> **PROVIDED ENTRIES**
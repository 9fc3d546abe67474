//! RDTP 클라이언트 - 다중 서버 청크 수신
//!
//! 파일 목록 조회 → 파일 선택 → 크기 조회 → 모든 서버에서 병렬 다운로드 → MD5 출력
//! - 서버 주소를 여러 개 주면 서버마다 링크 하나씩 사용
//! - Ctrl-C로 진행 중인 다운로드 취소
//!
//! 사용법:
//!   cargo run --release --bin rdtp-client -- [OPTIONS] <SERVER>...
//!
//! 예시:
//!   # 대화형
//!   cargo run --release --bin rdtp-client -- 127.0.0.1:9000 127.0.0.1:9001
//!
//!   # 파일 1번을 받아 저장하고 종료
//!   cargo run --release --bin rdtp-client -- 127.0.0.1:9000 --file-id 1 -o out.bin

use std::future::Future;
use std::net::SocketAddr;
use std::path::{Path, PathBuf};
use std::time::Duration;

use clap::{Parser, ValueEnum};
use tokio::io::{AsyncBufReadExt, AsyncWriteExt, BufReader};
use tracing::{info, warn};
use tracing_subscriber::{EnvFilter, FmtSubscriber};

use rdtp::{Client, Config, Error};

#[derive(Debug, Clone, Copy, ValueEnum)]
enum Preset {
    /// 기본값
    Default,
    /// 저지연 LAN
    Lan,
    /// 손실이 많은 네트워크
    Lossy,
}

/// RDTP 클라이언트
#[derive(Parser, Debug)]
#[command(name = "rdtp-client")]
#[command(version)]
#[command(about = "RDTP client - fetches a file in chunks from one or more servers")]
struct Args {
    /// 서버 주소 (하나 이상)
    #[arg(required = true)]
    servers: Vec<SocketAddr>,

    /// 받을 파일 ID (지정하면 한 번만 받고 종료)
    #[arg(long)]
    file_id: Option<u8>,

    /// 저장 경로
    #[arg(short, long)]
    output: Option<PathBuf>,

    /// 설정 프리셋
    #[arg(long, value_enum, default_value = "default")]
    preset: Preset,

    /// 초기 타임아웃 (ms)
    #[arg(long)]
    timeout_ms: Option<u64>,

    /// 청크 페이로드 크기 (바이트)
    #[arg(long)]
    payload: Option<usize>,

    /// 청크당 최대 시도 횟수
    #[arg(long)]
    attempts: Option<u32>,

    /// 로그 상세도 (-v, -vv)
    #[arg(short, long, action = clap::ArgAction::Count)]
    verbose: u8,
}

impl Args {
    fn config(&self) -> Config {
        let mut config = match self.preset {
            Preset::Default => Config::default(),
            Preset::Lan => Config::lan(),
            Preset::Lossy => Config::lossy_network(),
        };
        if let Some(ms) = self.timeout_ms {
            config.initial_timeout = Duration::from_millis(ms);
        }
        if let Some(payload) = self.payload {
            config.max_payload = payload;
        }
        if let Some(attempts) = self.attempts {
            config.max_attempts = attempts;
        }
        config
    }
}

fn init_tracing(verbose: u8) -> Result<(), Box<dyn std::error::Error>> {
    let filter = match verbose {
        0 => "info",
        1 => "debug",
        _ => "trace",
    };
    let subscriber = FmtSubscriber::builder()
        .with_env_filter(
            EnvFilter::try_from_default_env().unwrap_or_else(|_| EnvFilter::new(filter)),
        )
        .finish();
    tracing::subscriber::set_global_default(subscriber)?;
    Ok(())
}

/// 시그널이 오면 완료. 핸들러 설치에 실패하면 영원히 대기
async fn cancel_on<F>(signal: F)
where
    F: Future<Output = std::io::Result<()>>,
{
    if let Err(e) = signal.await {
        warn!("Ctrl-C handler unavailable: {}", e);
        std::future::pending::<()>().await;
    }
}

/// 파일 하나 다운로드. 취소/실패는 로그만 남기고 계속
async fn fetch(client: &Client, file_id: u8, output: Option<&Path>) -> rdtp::Result<bool> {
    let Some(size) = client.file_size(file_id).await? else {
        warn!("File {} not available (no size reply)", file_id);
        return Ok(false);
    };
    info!("File {}: {} bytes", file_id, size);

    let cancel = cancel_on(tokio::signal::ctrl_c());
    let download = match client
        .download_with(file_id, size, cancel, |progress| info!("{}", progress))
        .await
    {
        Ok(download) => download,
        Err(Error::Cancelled) => {
            warn!("Download cancelled");
            return Ok(false);
        }
        Err(e) => {
            warn!("Download failed: {}", e);
            return Ok(false);
        }
    };

    info!("Transfer complete!");
    info!("  {}", download.stats.summary());
    for link in &download.stats.link_stats {
        info!(
            "  Link {}: {} chunks, {} requests, {} timeouts, timeout {:?}",
            link.link_id, link.chunks, link.requests, link.timeouts, link.current_timeout
        );
    }
    info!("MD5: {}", download.digest_hex());

    if let Some(path) = output {
        download.save(path).await?;
        info!("Data saved to {:?}", path);
    }
    Ok(true)
}

async fn interactive(client: &Client, output: Option<&Path>) -> rdtp::Result<()> {
    let mut lines = BufReader::new(tokio::io::stdin()).lines();
    let mut stdout = tokio::io::stdout();

    loop {
        let files = client.list_files().await?;
        if files.is_empty() {
            warn!("No file list received");
        } else {
            info!("Available files:");
            for file in &files {
                info!("  [{}] {}", file.id, file.name);
            }
        }

        stdout.write_all(b"Enter file ID (q to quit): ").await?;
        stdout.flush().await?;

        let Some(line) = lines.next_line().await? else {
            return Ok(());
        };
        let line = line.trim();
        if line.eq_ignore_ascii_case("q") {
            return Ok(());
        }
        match line.parse::<u8>() {
            Ok(file_id) => {
                fetch(client, file_id, output).await?;
            }
            Err(_) => warn!("Invalid file ID: {:?}", line),
        }
    }
}

#[tokio::main]
async fn main() -> Result<(), Box<dyn std::error::Error>> {
    let args = Args::parse();
    init_tracing(args.verbose)?;

    info!("RDTP Client starting...");
    let client = Client::connect(args.config(), &args.servers).await?;

    match args.file_id {
        Some(file_id) => {
            if !fetch(&client, file_id, args.output.as_deref()).await? {
                std::process::exit(1);
            }
        }
        None => interactive(&client, args.output.as_deref()).await?,
    }

    Ok(())
}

> **TASK STATEMENT**
Each of the entries must be written out again exactly.

> **SOLUTION TO THE PROBLEM**
repository 9fc3d546abe67474
//! RDTP 클라이언트 - 다중 서버 청크 수신
//!
//! 파일 목록 조회 → 파일 선택 → 크기 조회 → 모든 서버에서 병렬 다운로드 → MD5 출력
//! - 서버 주소를 여러 개 주면 서버마다 링크 하나씩 사용
//! - Ctrl-C로 진행 중인 다운로드 취소
//!
//! 사용법:
//!   cargo run --release --bin rdtp-client -- [OPTIONS] <SERVER>...
//!
//! 예시:
//!   # 대화형
//!   cargo run --release --bin rdtp-client -- 127.0.0.1:9000 127.0.0.1:9001
//!
//!   # 파일 1번을 받아 저장하고 종료
//!   cargo run --release --bin rdtp-client -- 127.0.0.1:9000 --file-id 1 -o out.bin

use std::future::Future;
use std::net::SocketAddr;
use std::path::{Path, PathBuf};
use std::time::Duration;

use clap::{Parser, ValueEnum};
use tokio::io::{AsyncBufReadExt, AsyncWriteExt, BufReader};
use tracing::{info, warn};
use tracing_subscriber::{EnvFilter, FmtSubscriber};

use rdtp::{Client, Config, Error};

#[derive(Debug, Clone, Copy, ValueEnum)]
enum Preset {
    /// 기본값
    Default,
    /// 저지연 LAN
    Lan,
    /// 손실이 많은 네트워크
    Lossy,
}

/// RDTP 클라이언트
#[derive(Parser, Debug)]
#[command(name = "rdtp-client")]
#[command(version)]
#[command(about = "RDTP client - fetches a file in chunks from one or more servers")]
struct Args {
    /// 서버 주소 (하나 이상)
    #[arg(required = true)]
    servers: Vec<SocketAddr>,

    /// 받을 파일 ID (지정하면 한 번만 받고 종료)
    #[arg(long)]
    file_id: Option<u8>,

    /// 저장 경로
    #[arg(short, long)]
    output: Option<PathBuf>,

    /// 설정 프리셋
    #[arg(long, value_enum, default_value = "default")]
    preset: Preset,

    /// 초기 타임아웃 (ms)
    #[arg(long)]
    timeout_ms: Option<u64>,

    /// 청크 페이로드 크기 (바이트)
    #[arg(long)]
    payload: Option<usize>,

    /// 청크당 최대 시도 횟수
    #[arg(long)]
    attempts: Option<u32>,

    /// 로그 상세도 (-v, -vv)
    #[arg(short, long, action = clap::ArgAction::Count)]
    verbose: u8,
}

impl Args {
    fn config(&self) -> Config {
        let mut config = match self.preset {
            Preset::Default => Config::default(),
            Preset::Lan => Config::lan(),
            Preset::Lossy => Config::lossy_network(),
        };
        if let Some(ms) = self.timeout_ms {
            config.initial_timeout = Duration::from_millis(ms);
        }
        if let Some(payload) = self.payload {
            config.max_payload = payload;
        }
        if let Some(attempts) = self.attempts {
            config.max_attempts = attempts;
        }
        config
    }
}

fn init_tracing(verbose: u8) -> Result<(), Box<dyn std::error::Error>> {
    let filter = match verbose {
        0 => "info",
        1 => "debug",
        _ => "trace",
    };
    let subscriber = FmtSubscriber::builder()
        .with_env_filter(
            EnvFilter::try_from_default_env().unwrap_or_else(|_| EnvFilter::new(filter)),
        )
        .finish();
    tracing::subscriber::set_global_default(subscriber)?;
    Ok(())
}

/// 시그널이 오면 완료. 핸들러 설치에 실패하면 영원히 대기
async fn cancel_on<F>(signal: F)
where
    F: Future<Output = std::io::Result<()>>,
{
    if let Err(e) = signal.await {
        warn!("Ctrl-C handler unavailable: {}", e);
        std::future::pending::<()>().await;
    }
}

/// 파일 하나 다운로드. 취소/실패는 로그만 남기고 계속
async fn fetch(client: &Client, file_id: u8, output: Option<&Path>) -> rdtp::Result<bool> {
    let Some(size) = client.file_size(file_id).await? else {
        warn!("File {} not available (no size reply)", file_id);
        return Ok(false);
    };
    info!("File {}: {} bytes", file_id, size);

    let cancel = cancel_on(tokio::signal::ctrl_c());
    let download = match client
        .download_with(file_id, size, cancel, |progress| info!("{}", progress))
        .await
    {
        Ok(download) => download,
        Err(Error::Cancelled) => {
            warn!("Download cancelled");
            return Ok(false);
        }
        Err(e) => {
            warn!("Download failed: {}", e);
            return Ok(false);
        }
    };

    info!("Transfer complete!");
    info!("  {}", download.stats.summary());
    for link in &download.stats.link_stats {
        info!(
            "  Link {}: {} chunks, {} requests, {} timeouts, timeout {:?}",
            link.link_id, link.chunks, link.requests, link.timeouts, link.current_timeout
        );
    }
    info!("MD5: {}", download.digest_hex());

    if let Some(path) = output {
        download.save(path).await?;
        info!("Data saved to {:?}", path);
    }
    Ok(true)
}

async fn interactive(client: &Client, output: Option<&Path>) -> rdtp::Result<()> {
    let mut lines = BufReader::new(tokio::io::stdin()).lines();
    let mut stdout = tokio::io::stdout();

    loop {
        let files = client.list_files().await?;
        if files.is_empty() {
            warn!("No file list received");
        } else {
            info!("Available files:");
            for file in &files {
                info!("  [{}] {}", file.id, file.name);
            }
        }

        stdout.write_all(b"Enter file ID (q to quit): ").await?;
        stdout.flush().await?;

        let Some(line) = lines.next_line().await? else {
            return Ok(());
        };
        let line = line.trim();
        if line.eq_ignore_ascii_case("q") {
            return Ok(());
        }
        match line.parse::<u8>() {
            Ok(file_id) => {
                fetch(client, file_id, output).await?;
            }
            Err(_) => warn!("Invalid file ID: {:?}", line),
        }
    }
}

#[tokio::main]
async fn main() -> Result<(), Box<dyn std::error::Error>> {
    let args = Args::parse();
    init_tracing(args.verbose)?;

    info!("RDTP Client starting...");
    let client = Client::connect(args.config(), &args.servers).await?;

    match args.file_id {
        Some(file_id) => {
            if !fetch(&client, file_id, args.output.as_deref()).await? {
                std::process::exit(1);
            }
        }
        None => interactive(&client, args.output.as_deref()).await?,
    }

    Ok(())
}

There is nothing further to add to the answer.